Le congé pour création d’entreprise
Ce congé permet de suspendre temporairement la relation de travail afin de tester votre projet. Il constitue une solution adaptée lorsque l’activité est encore en phase de validation.
Le temps partiel pour création d’entreprise
Dans certaines entreprises, il est possible d’aménager son temps de travail afin de développer son activité en parallèle, sous réserve du respect des obligations contractuelles.
Comment choisir le statut juridique adapté à son projet entrepreneurial ?
Le choix du statut juridique influence directement la fiscalité de l’entreprise, la protection sociale du dirigeant et les obligations comptables.
Parmi les structures possibles figurent notamment :
- la micro-entreprise
- l’entreprise individuelle
- l’EURL (articles L223-1 à L223-43 du Code de commerce)
- la SASU
- la SARL ou la SAS
La micro-entreprise
Régie notamment par l’article 50-0 du Code général des impôts, la micro-entreprise permet de bénéficier d’un régime simplifié. Les charges sociales sont calculées sur le chiffre d’affaires réellement encaissé.
Ce statut est souvent choisi pour démarrer une activité avec un niveau de risque limité.
L’entreprise individuelle
L’entreprise individuelle permet de déduire les charges réelles et offre aujourd’hui une séparation automatique entre patrimoine personnel et patrimoine professionnel, renforçant la sécurité juridique de l’entrepreneur.
L’EURL
L’EURL constitue une société à associé unique. Elle permet de structurer l’activité et d’organiser plus facilement l’entrée d’un associé ultérieurement.
La SASU
La SASU se caractérise par une grande liberté statutaire. Elle permet notamment d’organiser librement la gouvernance et les modalités de rémunération du dirigeant.
La SARL ou la SAS
Ces formes sociales sont adaptées aux projets impliquant plusieurs associés. Elles permettent d’encadrer juridiquement la répartition des pouvoirs et la prise de décision collective.
Quelles démarches juridiques pour créer son entreprise après avoir quitté son emploi ?
Une fois votre départ sécurisé, comment créer une entreprise ? Plusieurs formalités doivent être réalisées pour donner une existence légale à votre activité.
Clarifier son projet
La définition précise de votre activité, de votre cible et de votre modèle économique influence directement le choix du statut juridique et les obligations légales.
Rédiger les statuts
Dans le cadre d’une société, les statuts constituent le document fondateur qui organise le fonctionnement de l’entreprise.
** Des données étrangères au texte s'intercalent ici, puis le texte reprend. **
#[cfg(test)]
mod tests {
    use super::*;
    use crate::{error::ValidationError, flight::FlightSchedule, route::FixedSelection};
    use anyhow::Result;
    use std::{fs, io::Cursor};
    use tempfile::tempdir;

    fn populated() -> FleetStore {
        let mut store = FleetStore::new();
        store.create_airport("WAW").unwrap();
        store.create_airport("JFK").unwrap();
        store.create_airplane("B737", 180, 3000, "WAW").unwrap();
        store.create_airplane("B787", 250, 13000, "WAW").unwrap();
        store.create_airplane("A320", 150, 6000, "JFK").unwrap();
        store
            .create_route("WAW", "JFK", 6900, &mut FixedSelection(2))
            .unwrap();
        store
            .create_route("JFK", "WAW", 5000, &mut FixedSelection(1))
            .unwrap();
        let schedule = FlightSchedule {
            departure_time: "10:15".into(),
            departure_date: "2024-05-01".into(),
            arrival_time: "13:40".into(),
            arrival_date: "2024-05-01".into(),
        };
        store.create_flight("LO26", 1, &schedule).unwrap();
        store.create_flight("LO27", 2, &schedule).unwrap();
        store.create_client("Ann", "123", false, 0);
        store.create_client("LOT", "555", true, 12);
        store.book_ticket(0, 1).unwrap();
        store.book_ticket(1, 2).unwrap();
        store.book_ticket(1, 1).unwrap();
        store
    }

    fn encoded(store: &FleetStore) -> String {
        let mut buffer = Vec::new();
        encode(store, &mut buffer).unwrap();
        String::from_utf8(buffer).unwrap()
    }

    fn ticket_pairs(store: &FleetStore) -> Vec<(String, String)> {
        store
            .tickets()
            .list()
            .iter()
            .map(|ticket| {
                let client = store.clients().get(ticket.client).unwrap();
                (ticket.flight.clone(), client.name.clone())
            })
            .collect()
    }

    #[test]
    fn writes_sections_in_order() {
        let mut store = FleetStore::new();
        store.create_airport("WAW").unwrap();
        store.create_airplane("B737", 180, 3000, "WAW").unwrap();
        store.create_client("LOT", "555", true, 12);

        assert_eq!(
            encoded(&store),
            "Airports:\nWAW\n  B737\nRoutes:\nFlights:\nClients:\nLOT\n555\ntrue\n12\nTickets:\n"
        );
    }

    #[test]
    fn save_round_trip() -> Result<()> {
        let dir = tempdir()?;
        let manager = SaveManager::new(dir.path().join("data.txt"));
        let original = populated();

        manager.save(&original)?;
        let mut restored = FleetStore::new();
        restored.create_airport("STALE")?;
        manager.load(&mut restored)?;

        assert_eq!(
            restored.airports().list().collect::<Vec<_>>(),
            vec!["WAW", "JFK"]
        );
        assert_eq!(
            restored.airports().airplanes_of("WAW"),
            original.airports().airplanes_of("WAW")
        );
        assert_eq!(restored.routes().list(), original.routes().list());
        assert_eq!(restored.flights().list(), original.flights().list());
        assert_eq!(restored.clients().list().len(), 2);
        for (left, right) in restored.clients().list().iter().zip(original.clients().list()) {
            assert_eq!(left.name, right.name);
            assert_eq!(left.phone, right.phone);
            assert_eq!(left.is_company, right.is_company);
            assert_eq!(left.airplane_count, right.airplane_count);
            assert_eq!(left.tickets.len(), right.tickets.len());
        }
        assert_eq!(ticket_pairs(&restored), ticket_pairs(&original));
        assert!(restored.fleet().list().is_empty());

        assert_eq!(encoded(&restored), fs::read_to_string(manager.path())?);
        Ok(())
    }

    #[test]
    fn save_leaves_store_untouched() -> Result<()> {
        let dir = tempdir()?;
        let store = populated();
        let before = encoded(&store);
        SaveManager::new(dir.path().join("data.txt")).save(&store)?;
        assert_eq!(encoded(&store), before);

        let missing_dir = SaveManager::new(dir.path().join("missing").join("data.txt"));
        let err = missing_dir.save(&store).unwrap_err();
        assert!(matches!(err, SaveError::Open { .. }));
        assert_eq!(encoded(&store), before);
        Ok(())
    }

    #[test]
    fn missing_file_leaves_store_cleared() -> Result<()> {
        let dir = tempdir()?;
        let manager = SaveManager::new(dir.path().join("absent.txt"));
        let mut store = populated();
        let err = manager.load(&mut store).unwrap_err();
        assert!(matches!(err, SaveError::Open { .. }));
        assert!(store.airports().is_empty());
        assert!(store.tickets().is_empty());
        Ok(())
    }

    #[test]
    fn malformed_record_fails_whole_load() -> Result<()> {
        let dir = tempdir()?;
        let path = dir.path().join("data.txt");
        fs::write(&path, "Airports:\nWAW\nRoutes:\nWAW - JFK\nfar\n")?;
        let mut store = populated();
        let err = SaveManager::new(&path).load(&mut store).unwrap_err();
        match err {
            SaveError::Malformed { line, reason } => {
                assert_eq!(line, 5);
                assert!(reason.contains("route distance"));
            }
            other => panic!("unexpected error: {other}"),
        }
        assert!(store.airports().is_empty());
        Ok(())
    }

    #[test]
    fn rejects_non_boolean_company_flag() {
        let text = "Clients:\nAnn\n123\nyes\n0\n";
        let err = decode(Cursor::new(text)).unwrap_err();
        assert!(matches!(err, SaveError::Malformed { line: 4, .. }));
    }

    #[test]
    fn rejects_truncated_client() {
        let text = "Clients:\nAnn\n123\nfalse\n";
        let err = decode(Cursor::new(text)).unwrap_err();
        assert!(matches!(err, SaveError::Malformed { line: 5, .. }));
    }

    #[test]
    fn skips_lines_before_first_header() -> Result<()> {
        let store = decode(Cursor::new("# note\nAirports:\nWAW\n"))?;
        assert_eq!(store.airports().list().collect::<Vec<_>>(), vec!["WAW"]);
        Ok(())
    }

    #[test]
    fn skips_airplane_before_any_airport() -> Result<()> {
        let store = decode(Cursor::new("Airports:\n  B737\nWAW\n  A320\n"))?;
        assert_eq!(
            store.airports().airplanes_of("WAW"),
            Some(&["A320".to_string()][..])
        );
        Ok(())
    }

    #[test]
    fn tickets_without_clients_are_dropped() -> Result<()> {
        let text = "Airports:\nWAW\nRoutes:\nFlights:\nLO26\nTickets:\nLO26\nAnn\n";
        let store = decode(Cursor::new(text))?;
        assert_eq!(store.flights().len(), 1);
        assert!(store.tickets().is_empty());
        assert!(store.clients().is_empty());
        Ok(())
    }

    #[test]
    fn tickets_resolve_first_client_with_name() -> Result<()> {
        let text = "Clients:\nAnn\n1\nfalse\n0\nAnn\n2\nfalse\n0\nTickets:\nLO26\nAnn\n";
        let store = decode(Cursor::new(text))?;
        let first = store.clients().find_by_name("Ann").unwrap();
        assert_eq!(store.clients().get(first).unwrap().tickets.len(), 1);
        assert_eq!(store.clients().list()[1].tickets.len(), 0);
        Ok(())
    }

    #[test]
    fn duplicate_airport_lines_merge_associations() -> Result<()> {
        let text = "Airports:\nWAW\n  B737\nWAW\n  A320\r\n";
        let store = decode(Cursor::new(text))?;
        assert_eq!(store.airports().len(), 1);
        assert_eq!(
            store.airports().airplanes_of("WAW"),
            Some(&["B737".to_string(), "A320".to_string()][..])
        );
        Ok(())
    }

    #[test]
    fn loaded_associations_have_no_fleet_records() -> Result<()> {
        let text = "Airports:\nWAW\n  B737\nJFK\n";
        let store = decode(Cursor::new(text))?;
        let mut store = store;
        let err = store
            .create_route("WAW", "JFK", 100, &mut FixedSelection(1))
            .unwrap_err();
        assert_eq!(err, ValidationError::AirplaneNotFound("B737".into()));
        Ok(())
    }
}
Le dépôt du capital sur un compte dédié permet d’obtenir l’attestation nécessaire à l’immatriculation.
Publier une annonce légale
Cette formalité permet d’informer officiellement les tiers de la création de la société.
Immatriculer son entreprise
La création s’effectue désormais via le Guichet unique. Une fois le dossier validé, l’entreprise reçoit ses numéros SIREN et SIRET et acquiert une existence juridique.
Astuce : bien que ces démarches soient possibles seul, vous pouvez également choisir de vous faire accompagner pour plus de sérénité. Un avocat, un juriste ou encore un site spécialisé comme Legalstart sont idéaux pour ça.
Quelles obligations juridiques après la création de l’entreprise ?
L’entrepreneur doit notamment :
- établir des documents contractuels (CGV, contrats, devis)
- émettre des factures comportant les mentions obligatoires
- souscrire les assurances professionnelles nécessaires
- respecter les obligations comptables liées au statut choisi
Quelles aides pour créer son entreprise ?
Plusieurs dispositifs peuvent accompagner le lancement de l’activité :
- l’ACRE
- l’ARCE
- les aides régionales
- certaines prestations sociales selon la situation personnelle
La démission permet-elle de toucher le chômage pour créer une entreprise ?
La démission n’ouvre pas automatiquement droit à l’allocation chômage. Une démission pour reconversion professionnelle incluant un projet entrepreneurial peut toutefois être examinée par une commission après validation du projet.
Comment quitter son emploi sans risque juridique ?
Il est recommandé de vérifier les clauses contractuelles, le préavis applicable, les dispositifs alternatifs à la démission et la solidité financière du projet avant toute décision.